**Required work**
Below is some data. Retype exactly the lines starting at the one with "use strum::Display;" and ending at the one with "pub label: &'static".

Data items
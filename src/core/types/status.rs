use std::fmt;
use std::str::FromStr;

use serde::{Deserialize, Serialize};
use strum::{Display, EnumIter, EnumString, IntoEnumIterator};

/// Status of a single mutant as written by the mutation testing tool.
///
/// Values the report schema may add later are kept as `Other` rather than
/// rejected, so older builds keep rendering newer reports.
#[derive(Debug, Clone, PartialEq, Eq, Hash, Serialize, Deserialize)]
#[serde(from = "String", into = "String")]
pub enum MutantStatus {
    Killed,
    Survived,
    Timeout,
    NoCoverage,
    RuntimeError,
    CompileError,
    Other(String),
}

/// Column a status is counted under. Every totals value carries a count for
/// each category, present or not, so renderers get a stable column set.
#[derive(
    Debug, Clone, Copy, PartialEq, Eq, Hash, PartialOrd, Ord, Display, EnumIter, EnumString, Serialize,
)]
#[strum(ascii_case_insensitive)]
pub enum StatusCategory {
    Killed,
    Survived,
    Timeout,
    NoCoverage,
    RuntimeError,
    CompileError,
    Other,
}

impl StatusCategory {
    /// All categories in column order
    pub fn all() -> impl Iterator<Item = StatusCategory> {
        StatusCategory::iter()
    }

    /// The mutant was caught by the test suite
    pub fn is_detected(self) -> bool {
        matches!(self, StatusCategory::Killed | StatusCategory::Timeout)
    }

    /// The mutant escaped the test suite
    pub fn is_undetected(self) -> bool {
        matches!(self, StatusCategory::Survived | StatusCategory::NoCoverage)
    }

    /// Not eligible for the mutation score
    pub fn is_invalid(self) -> bool {
        !self.is_detected() && !self.is_undetected()
    }
}

impl MutantStatus {
    pub fn category(&self) -> StatusCategory {
        match self {
            MutantStatus::Killed => StatusCategory::Killed,
            MutantStatus::Survived => StatusCategory::Survived,
            MutantStatus::Timeout => StatusCategory::Timeout,
            MutantStatus::NoCoverage => StatusCategory::NoCoverage,
            MutantStatus::RuntimeError => StatusCategory::RuntimeError,
            MutantStatus::CompileError => StatusCategory::CompileError,
            MutantStatus::Other(_) => StatusCategory::Other,
        }
    }
}

impl fmt::Display for MutantStatus {
    fn fmt(&self, f: &mut fmt::Formatter<'_>) -> fmt::Result {
        match self {
            MutantStatus::Other(raw) => f.write_str(raw),
            known => write!(f, "{}", known.category()),
        }
    }
}

impl FromStr for MutantStatus {
    type Err = std::convert::Infallible;

    fn from_str(s: &str) -> Result<Self, Self::Err> {
        let status = match StatusCategory::from_str(s.trim()) {
            Ok(StatusCategory::Killed) => MutantStatus::Killed,
            Ok(StatusCategory::Survived) => MutantStatus::Survived,
            Ok(StatusCategory::Timeout) => MutantStatus::Timeout,
            Ok(StatusCategory::NoCoverage) => MutantStatus::NoCoverage,
            Ok(StatusCategory::RuntimeError) => MutantStatus::RuntimeError,
            Ok(StatusCategory::CompileError) => MutantStatus::CompileError,
            Ok(StatusCategory::Other) | Err(_) => MutantStatus::Other(s.to_string()),
        };
        Ok(status)
    }
}

impl From<String> for MutantStatus {
    fn from(value: String) -> Self {
        match value.parse() {
            Ok(status) => status,
            Err(never) => match never {},
        }
    }
}

impl From<&str> for MutantStatus {
    fn from(value: &str) -> Self {
        MutantStatus::from(value.to_string())
    }
}

impl From<MutantStatus> for String {
    fn from(value: MutantStatus) -> Self {
        value.to_string()
    }
}
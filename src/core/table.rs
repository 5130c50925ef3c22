//! Totals table: the fixed column layout shared by renderers and by
//! end-to-end page objects.
//!
//! The header has 11 columns, two of which span two body cells, so every
//! body row has 13 cells:
//!
//! | # | cell             | tag  |
//! |---|------------------|------|
//! | 1 | icon             | `td` |
//! | 2 | name (link)      | `td` |
//! | 3 | progress         | `td` |
//! | 4 | mutation score   | `th` |
//! | 5 | killed           | `td` |
//! | 6 | survived         | `td` |
//! | 7 | timeout          | `td` |
//! | 8 | no coverage      | `td` |
//! | 9 | runtime errors   | `td` |
//! | 10| compile errors   | `td` |
//! | 11| total detected   | `th` |
//! | 12| total undetected | `th` |
//! | 13| total mutants    | `th` |

use serde::Serialize;
use strum::Display;

use crate::core::flatten::collapse;
use crate::types::{MutationScore, NodeKind, ResultNode, Thresholds, Totals};

#[derive(Debug, Clone, Copy, PartialEq, Eq, Serialize)]
pub struct HeaderColumn {
    pub label: &'static str,
    /// Number of body cells under this header column
    pub span: usize,
}

pub const HEADER: [HeaderColumn; 11] = [
    HeaderColumn {
        label: "File / Directory",
        span: 2,
    },
    HeaderColumn {
        label: "Mutation score",
        span: 2,
    },
    HeaderColumn {
        label: "Killed",
        span: 1,
    },
    HeaderColumn {
        label: "Survived",
        span: 1,
    },
    HeaderColumn {
        label: "Timeout",
        span: 1,
    },
    HeaderColumn {
        label: "No coverage",
        span: 1,
    },
    HeaderColumn {
        label: "Runtime errors",
        span: 1,
    },
    HeaderColumn {
        label: "Compile errors",
        span: 1,
    },
    HeaderColumn {
        label: "Total detected",
        span: 1,
    },
    HeaderColumn {
        label: "Total undetected",
        span: 1,
    },
    HeaderColumn {
        label: "Total mutants",
        span: 1,
    },
];

/// Number of cells in every body row
pub const ROW_CELLS: usize = 13;

const NAME: usize = 1;
const PROGRESS: usize = 2;
const SCORE: usize = 3;
const KILLED: usize = 4;
const SURVIVED: usize = 5;
const TIMEOUT: usize = 6;
const NO_COVERAGE: usize = 7;
const RUNTIME_ERRORS: usize = 8;
const COMPILE_ERRORS: usize = 9;
const TOTAL_DETECTED: usize = 10;
const TOTAL_UNDETECTED: usize = 11;
const TOTAL_MUTANTS: usize = 12;

/// Cell element: data (`td`) or row header (`th`)
#[derive(Debug, Clone, Copy, PartialEq, Eq, Display, Serialize)]
#[strum(serialize_all = "lowercase")]
#[serde(rename_all = "lowercase")]
pub enum CellTag {
    Td,
    Th,
}

/// Color class of a progress indicator
#[derive(Debug, Clone, Copy, PartialEq, Eq, Display, Serialize)]
#[strum(serialize_all = "lowercase")]
#[serde(rename_all = "lowercase")]
pub enum ProgressClass {
    Danger,
    Warning,
    Success,
    Secondary,
}

/// Progress indicator bound to a mutation score
#[derive(Debug, Clone, Copy, PartialEq, Serialize)]
pub struct ProgressBar {
    /// Rounded score, 0 when the score is not applicable
    pub percentage: u8,
    pub class: ProgressClass,
}

impl ProgressBar {
    pub fn new(score: MutationScore, thresholds: &Thresholds) -> Self {
        match score {
            MutationScore::Score(value) => {
                let class = if value < thresholds.low {
                    ProgressClass::Danger
                } else if value < thresholds.high {
                    ProgressClass::Warning
                } else {
                    ProgressClass::Success
                };
                Self {
                    percentage: value.round().clamp(0.0, 100.0) as u8,
                    class,
                }
            }
            MutationScore::NotApplicable => Self {
                percentage: 0,
                class: ProgressClass::Secondary,
            },
        }
    }
}

#[derive(Debug, Clone, PartialEq, Serialize)]
#[serde(tag = "cell", rename_all = "lowercase")]
pub enum Cell {
    Icon { kind: NodeKind },
    Name { text: String, href: String },
    Progress { bar: ProgressBar, score: MutationScore },
    Score { score: MutationScore },
    Count { value: usize },
    Total { value: usize },
}

impl Cell {
    pub fn tag(&self) -> CellTag {
        match self {
            Cell::Score { .. } | Cell::Total { .. } => CellTag::Th,
            _ => CellTag::Td,
        }
    }

    /// Text content of the cell
    pub fn text(&self) -> String {
        match self {
            Cell::Icon { .. } => String::new(),
            Cell::Name { text, .. } => text.clone(),
            Cell::Progress { score, .. } | Cell::Score { score } => score.to_string(),
            Cell::Count { value } | Cell::Total { value } => value.to_string(),
        }
    }
}

/// A body row of the totals table, with read accessors per column
#[derive(Debug, Clone, PartialEq, Serialize)]
pub struct ResultTableRow {
    cells: Vec<Cell>,
}

impl ResultTableRow {
    fn new(label: String, node: &ResultNode, thresholds: &Thresholds) -> Self {
        let totals: &Totals = node.totals();
        let score = totals.mutation_score();
        let cells = vec![
            Cell::Icon { kind: node.kind() },
            Cell::Name {
                text: label,
                href: node.path().to_string(),
            },
            Cell::Progress {
                bar: ProgressBar::new(score, thresholds),
                score,
            },
            Cell::Score { score },
            Cell::Count {
                value: totals.killed(),
            },
            Cell::Count {
                value: totals.survived(),
            },
            Cell::Count {
                value: totals.timeout(),
            },
            Cell::Count {
                value: totals.no_coverage(),
            },
            Cell::Count {
                value: totals.runtime_errors(),
            },
            Cell::Count {
                value: totals.compile_errors(),
            },
            Cell::Total {
                value: totals.total_detected(),
            },
            Cell::Total {
                value: totals.total_undetected(),
            },
            Cell::Total {
                value: totals.total_mutants(),
            },
        ];
        debug_assert_eq!(cells.len(), ROW_CELLS);
        Self { cells }
    }

    pub fn cells(&self) -> &[Cell] {
        &self.cells
    }

    fn text(&self, index: usize) -> String {
        self.cells[index].text()
    }

    pub fn name(&self) -> String {
        self.text(NAME)
    }

    /// Path of the node the name cell links to
    pub fn navigate(&self) -> &str {
        match &self.cells[NAME] {
            Cell::Name { href, .. } => href,
            _ => "",
        }
    }

    pub fn progress_bar(&self) -> Option<ProgressBar> {
        match self.cells[PROGRESS] {
            Cell::Progress { bar, .. } => Some(bar),
            _ => None,
        }
    }

    pub fn mutation_score(&self) -> String {
        self.text(SCORE)
    }

    pub fn killed(&self) -> String {
        self.text(KILLED)
    }

    pub fn survived(&self) -> String {
        self.text(SURVIVED)
    }

    pub fn timeout(&self) -> String {
        self.text(TIMEOUT)
    }

    pub fn no_coverage(&self) -> String {
        self.text(NO_COVERAGE)
    }

    pub fn runtime_errors(&self) -> String {
        self.text(RUNTIME_ERRORS)
    }

    pub fn compile_errors(&self) -> String {
        self.text(COMPILE_ERRORS)
    }

    pub fn total_detected(&self) -> String {
        self.text(TOTAL_DETECTED)
    }

    pub fn total_undetected(&self) -> String {
        self.text(TOTAL_UNDETECTED)
    }

    pub fn total_mutants(&self) -> String {
        self.text(TOTAL_MUTANTS)
    }
}

/// The totals view of one node: a summary row for the node itself followed,
/// for directories, by a row per child. Single-child directory chains under
/// a child collapse into that child's row.
#[derive(Debug, Clone, PartialEq, Serialize)]
pub struct TotalsTable {
    header: &'static [HeaderColumn],
    rows: Vec<ResultTableRow>,
}

impl TotalsTable {
    /// No table is produced until a model is loaded
    pub fn new(model: Option<&ResultNode>, thresholds: &Thresholds) -> Option<Self> {
        let model = model?;
        let mut rows = vec![ResultTableRow::new(
            model.name().to_string(),
            model,
            thresholds,
        )];
        for child in model.children() {
            let (label, anchor) = collapse(child);
            rows.push(ResultTableRow::new(label, anchor, thresholds));
        }
        Some(Self {
            header: &HEADER,
            rows,
        })
    }

    pub fn header(&self) -> &[HeaderColumn] {
        self.header
    }

    pub fn rows(&self) -> &[ResultTableRow] {
        &self.rows
    }

    pub fn row(&self, index: usize) -> Option<&ResultTableRow> {
        self.rows.get(index)
    }

    /// Cells in the body, over all rows
    pub fn body_cell_count(&self) -> usize {
        self.rows.iter().map(|row| row.cells().len()).sum()
    }
}
// SPDX-License-Identifier: MIT
// SPDX-FileCopyrightText: 2025 Jonathan D. A. Jewell <hyperpolymath>

//! Scan orchestrator: walk, batch, classify, aggregate, organize, record

use chrono::Utc;
use serde::{Deserialize, Serialize};
use std::collections::HashSet;
use std::fmt;
use std::path::{Path, PathBuf};
use std::sync::{Arc, Mutex, MutexGuard};
use std::time::Instant;
use tokio::sync::{broadcast, watch};
use tracing::{debug, error, info, warn};

use crate::batcher::ClassificationBatcher;
use crate::catalog::{calculate_file_hash, Catalog};
use crate::classifier::{ClassificationResult, OllamaClassifier};
use crate::config::AppConfig;
use crate::history::{ScanHistory, ScanHistoryRecord, ScanStatus};
use crate::options::ScanOptions;
use crate::organize::{FsMover, OrganizeAction, OrganizeEngine, OrganizeReport, OrganizeResult};
use crate::walker::{FileDescriptor, FolderWalker, FsWalker};
use crate::{CuratorError, Result};

const EVENT_CAPACITY: usize = 256;

#[derive(Debug, Clone, Copy, PartialEq, Eq, Serialize, Deserialize, Default)]
#[serde(rename_all = "lowercase")]
pub enum ScanState {
    #[default]
    Idle,
    Scanning,
    Organizing,
    Completed,
    Cancelled,
    Failed,
}

impl ScanState {
    /// Scanning or organizing
    pub fn is_active(self) -> bool {
        matches!(self, Self::Scanning | Self::Organizing)
    }
}

impl From<ScanStatus> for ScanState {
    fn from(status: ScanStatus) -> Self {
        match status {
            ScanStatus::Completed => Self::Completed,
            ScanStatus::Cancelled => Self::Cancelled,
            ScanStatus::Failed => Self::Failed,
        }
    }
}

impl fmt::Display for ScanState {
    fn fmt(&self, f: &mut fmt::Formatter<'_>) -> fmt::Result {
        let s = match self {
            Self::Idle => "idle",
            Self::Scanning => "scanning",
            Self::Organizing => "organizing",
            Self::Completed => "completed",
            Self::Cancelled => "cancelled",
            Self::Failed => "failed",
        };
        f.write_str(s)
    }
}

/// Files classified so far out of the files discovered
#[derive(Debug, Clone, Copy, PartialEq, Eq, Serialize, Deserialize, Default)]
pub struct ScanProgress {
    pub processed: usize,
    pub total: usize,
}

impl ScanProgress {
    pub fn fraction(&self) -> f64 {
        if self.total == 0 {
            0.0
        } else {
            self.processed.min(self.total) as f64 / self.total as f64
        }
    }
}

/// Where and how auto-organize places PLR files
#[derive(Debug, Clone, PartialEq, Serialize, Deserialize)]
pub struct OrganizeTarget {
    pub base_folder: PathBuf,
    pub action: OrganizeAction,
}

/// Progress and result notifications, emitted at real suspension points
#[derive(Debug, Clone, PartialEq, Serialize)]
#[serde(tag = "event", rename_all = "snake_case")]
pub enum ScanEvent {
    Started { scan_id: String, folders: Vec<PathBuf> },
    RootWalked { root: PathBuf, files: usize },
    WalkFailed { root: PathBuf, reason: String },
    BatchCompleted { index: usize, batches: usize, results: usize },
    BatchFailed { index: usize, batches: usize, reason: String },
    Progress { processed: usize, total: usize },
    Organizing { files: usize },
    FileOrganized { done: usize, result: OrganizeResult },
    Finished { scan_id: String, status: ScanStatus, files_found: usize, plr_files_detected: usize },
}

#[derive(Debug, Clone, PartialEq, Serialize, Deserialize)]
pub struct WalkFailure {
    pub root: PathBuf,
    pub reason: String,
}

#[derive(Debug, Clone, PartialEq, Serialize, Deserialize)]
pub struct BatchFailure {
    /// Zero-based batch index
    pub index: usize,
    pub files: usize,
    pub reason: String,
}

/// Everything one scan run produced
#[derive(Debug, Clone, PartialEq, Serialize, Deserialize)]
pub struct ScanReport {
    pub scan_id: String,
    pub status: ScanStatus,
    pub files_found: usize,
    /// Files dropped before batching because the catalog already knows them
    pub skipped_known: usize,
    /// Aggregated results in discovery order, after the speed-mode filter
    pub results: Vec<ClassificationResult>,
    pub walk_failures: Vec<WalkFailure>,
    pub batch_failures: Vec<BatchFailure>,
    pub organize: Option<OrganizeReport>,
    pub history: ScanHistoryRecord,
    /// False when the history record could not be persisted
    pub history_saved: bool,
}

impl ScanReport {
    pub fn plr_results(&self) -> impl Iterator<Item = &ClassificationResult> {
        self.results.iter().filter(|r| r.is_plr)
    }
}

#[derive(Default)]
struct RunState {
    state: ScanState,
    progress: ScanProgress,
    cancel: Option<watch::Sender<bool>>,
    last_report: Option<ScanReport>,
}

/// Drives one scan at a time through the pipeline
pub struct ScanOrchestrator {
    walker: Arc<dyn FolderWalker>,
    batcher: ClassificationBatcher,
    organizer: OrganizeEngine,
    history: Arc<ScanHistory>,
    catalog: Option<Catalog>,
    skip_cataloged: bool,
    auto_organize: Option<OrganizeTarget>,
    user_id: String,
    run: Arc<Mutex<RunState>>,
    events: broadcast::Sender<ScanEvent>,
}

**Solution to this exercise**
use strum::Display;

use crate::core::flatten::collapse;
use crate::types::{MutationScore, NodeKind, ResultNode, Thresholds, Totals};

#[derive(Debug, Clone, Copy, PartialEq, Eq, Serialize)]
pub struct HeaderColumn {
    pub label: &'static str,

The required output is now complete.